Epilogue
Natural History, July, 2005 by Peter Brown
Smart. Gregarious. Long-lived. Gentle when treated well. Dangerous when angered. No, not people; I'm talking about elephants. Our cover story by Delia and Mark Owens, about the aftermath of many years of elephant poaching in Zambia's North Luangwa National Park ("Comeback Kids," page 22), tells of another striking likeness between our species and elephants, revealed only in times of desperation. Elephants from ravaged families act just like kids from broken homes. Young males form gangs and raise hell. Adolescent females get pregnant. The focus of social life shrinks from the extended family to the single mom and her only calf. The lore of elephant society, vested in elders, dies with them. The good news is that, thanks to the efforts of the authors and others, poaching has been all but eliminated in the park. The bad news is that the consequences of poaching live on.
Graciela Flores has a different perspective on consequences: after years of careful scientific work, she doesn't see many. Flores studied heat-sensing in the blood-sucking "assassin bug" of Latin America, the insect vector of Chagas' disease ("In the Heat of the Night," page 32). The ultimate goal of her research was to control a protozoan infection that afflicts some 20 million people in the region. But the substantial scientific knowledge of the assassin bug's behavior rarely seems to translate into actions that could sharply reduce its impact. Money for fighting Chagas' disease is tight: although it may count Charles Darwin among its illustrious victims, the disease, Flores notes, has been mostly an affliction of the poor. Research remains the province of a few dedicated scientists. The thatch-roofed houses where the insects thrive remain home to 120 million people--all at risk of a malady that can kill or debilitate, virtually without warning. Flores has now traded the lab bench for a career in science journalism (she is an editor-at-large for this magazine).
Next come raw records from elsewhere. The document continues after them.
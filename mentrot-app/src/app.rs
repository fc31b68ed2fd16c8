use ab_glyph::FontVec;
use anyhow::{Context, Result};
use mentrot_assets::AssetRegistry;
use mentrot_core::source::StimulusSizes;
use mentrot_experiment::{CsvResultSink, Key, SessionConfig, SessionRunner};
use mentrot_render::TaskRenderer;
use mentrot_timing::{Clock, MonotonicClock};
use pixels::{Pixels, SurfaceTexture};
use rand::rngs::ThreadRng;
use std::sync::Arc;
use std::time::Duration;
use tiny_skia::Pixmap;
use winit::{
    application::ApplicationHandler,
    dpi::LogicalSize,
    event::{ElementState, WindowEvent},
    event_loop::{ActiveEventLoop, EventLoop},
    window::{Window, WindowId},
};

type Session = SessionRunner<MonotonicClock, ThreadRng, StimulusSizes, CsvResultSink>;

/// Frame pacing interval, roughly 60 Hz.
const FRAME_MS: u64 = 16;

pub struct App {
    window: Option<Arc<Window>>,
    pixels: Option<Pixels<'static>>,
    canvas: Pixmap,
    renderer: TaskRenderer,
    registry: AssetRegistry,
    session: Session,
    clock: MonotonicClock,
    /// Last cursor position in buffer coordinates.
    cursor: Option<(f32, f32)>,
    last_frame_ms: u64,
}

impl App {
    pub fn new(registry: AssetRegistry, font: FontVec) -> Result<Self> {
        let config = SessionConfig::default();
        let (width, height) = (config.screen_width, config.screen_height);
        let clock = MonotonicClock::new();
        let session = SessionRunner::new(
            config,
            clock,
            rand::rng(),
            registry.size_table(),
            CsvResultSink::new("."),
        );
        let canvas = Pixmap::new(width, height).context("canvas allocation")?;

        Ok(Self {
            window: None,
            pixels: None,
            canvas,
            renderer: TaskRenderer::new(width, height, font),
            registry,
            session,
            clock,
            cursor: None,
            last_frame_ms: 0,
        })
    }

    pub fn run(mut self) -> Result<()> {
        let event_loop = EventLoop::new()?;

        println!("=== MENTAL ROTATION TASK ===");
        println!("Platform: {}", std::env::consts::OS);
        println!("Press any key to begin, ESC or window close to quit.\n");

        event_loop.run_app(&mut self)?;
        Ok(())
    }

    fn create_window_and_surface(&mut self, event_loop: &ActiveEventLoop) -> Result<()> {
        let (width, height) = (
            self.session.config.screen_width,
            self.session.config.screen_height,
        );
        let window_attributes = Window::default_attributes()
            .with_title("Mental Rotation Task")
            .with_inner_size(LogicalSize::new(width as f64, height as f64))
            .with_resizable(false);

        let window = Arc::new(event_loop.create_window(window_attributes)?);
        let physical_size = window.inner_size();

        let surface_texture =
            SurfaceTexture::new(physical_size.width, physical_size.height, window.clone());
        self.pixels = Some(Pixels::new(width, height, surface_texture)?);

        window.request_redraw();
        self.window = Some(window);

        Ok(())
    }

    fn render(&mut self) -> Result<()> {
        let Some(pixels) = self.pixels.as_mut() else {
            return Ok(());
        };
        let scene = self.session.scene();
        self.renderer
            .render_frame(&mut self.canvas, &scene, &self.registry)?;

        pixels.frame_mut().copy_from_slice(self.canvas.data());
        pixels.render()?;
        Ok(())
    }

    /// One frame: advance timed state, draw, pace to ~60 Hz.
    fn frame(&mut self, event_loop: &ActiveEventLoop) {
        if let Err(e) = self.session.update() {
            eprintln!("Session error: {e:#}");
            event_loop.exit();
            return;
        }
        if self.session.phase.is_done() {
            self.cleanup_and_exit(event_loop);
            return;
        }
        if let Err(e) = self.render() {
            eprintln!("Render error: {e:#}");
        }

        let elapsed = self.clock.elapsed_ms(self.last_frame_ms);
        if elapsed < FRAME_MS {
            self.clock.sleep(Duration::from_millis(FRAME_MS - elapsed));
        }
        self.last_frame_ms = self.clock.now_ms();

        if let Some(window) = &self.window {
            window.request_redraw();
        }
    }

    fn handle_keyboard(&mut self, key: winit::keyboard::PhysicalKey, event_loop: &ActiveEventLoop) {
        use winit::keyboard::{KeyCode, PhysicalKey};
        let key = match key {
            PhysicalKey::Code(KeyCode::Escape) => {
                self.cleanup_and_exit(event_loop);
                return;
            }
            PhysicalKey::Code(KeyCode::Space) => Key::Space,
            _ => Key::Other,
        };
        if let Err(e) = self.session.handle_key(key) {
            eprintln!("Session error: {e:#}");
            event_loop.exit();
        }
    }

    fn handle_pointer_down(&mut self, event_loop: &ActiveEventLoop) {
        let Some(pos) = self.cursor else {
            return;
        };
        if let Err(e) = self.session.handle_pointer(pos) {
            eprintln!("Session error: {e:#}");
            event_loop.exit();
        }
    }

    fn cleanup_and_exit(&mut self, event_loop: &ActiveEventLoop) {
        println!("\nSession ended.");
        event_loop.exit();
    }
}

impl ApplicationHandler for App {
    fn resumed(&mut self, event_loop: &ActiveEventLoop) {
        if self.window.is_none() {
            if let Err(e) = self.create_window_and_surface(event_loop) {
                eprintln!("Failed to create window and surface: {e:#}");
                event_loop.exit();
            }
        }
    }

    fn window_event(&mut self, event_loop: &ActiveEventLoop, _id: WindowId, event: WindowEvent) {
        match event {
            WindowEvent::CloseRequested => self.cleanup_and_exit(event_loop),
            WindowEvent::RedrawRequested => self.frame(event_loop),
            WindowEvent::KeyboardInput { event, .. }
                if event.state.is_pressed() && !event.repeat =>
            {
                self.handle_keyboard(event.physical_key, event_loop);
            }
            WindowEvent::CursorMoved { position, .. } => {
                self.cursor = self
                    .pixels
                    .as_ref()
                    .and_then(|p| {
                        p.window_pos_to_pixel((position.x as f32, position.y as f32))
                            .ok()
                    })
                    .map(|(x, y)| (x as f32, y as f32));
            }
            WindowEvent::MouseInput {
                state: ElementState::Pressed,
                ..
            } => self.handle_pointer_down(event_loop),
            WindowEvent::Resized(new_size) => {
                if let Some(pixels) = &mut self.pixels {
                    if let Err(e) = pixels.resize_surface(new_size.width, new_size.height) {
                        eprintln!("Failed to resize surface: {e}");
                    }
                }
            }
            WindowEvent::ScaleFactorChanged { .. } => {
                if let (Some(pixels), Some(window)) = (&mut self.pixels, &self.window) {
                    let size = window.inner_size();
                    if let Err(e) = pixels.resize_surface(size.width, size.height) {
                        eprintln!("Failed to resize surface: {e}");
                    }
                }
            }
            _ => {}
        }
    }
}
Edmond A. Mathez presents another kind of epilogue, in his story of geological discovery in a remote corner of Antarctica ("Cold Fire," page 26). Long before it was covered with ice, Antarctica was part of a supercontinent geologists call Gondwana. One hundred eighty million years ago, parts of what was to become the frozen continent were wracked with violent volcanism, the surface repeatedly covered with hot lava, the underlying rock layers repeatedly pried apart by intruding magma. Fast-forward in time, and a series of uplifts and deep cuts by ancient rivers exposed the underground "plumbing" of the molten rock. Miraculously, some of that plumbing occurs in valleys so dry they harbor bare rock for all to see.
Mathez and his colleagues reached this obscure Antarctic landscape as travelers from an unimaginably distant time (our present), to try to make sense of the aftermath. Mathez's story encompasses hundreds of millions of years and a continent-size portion of the Earth's surface. But it begins in camp, where he and his twenty-four companions toast their collective good fortune with Scotch whiskey splashed over 18,000-year-old glacial ice. Who says natural science is dry?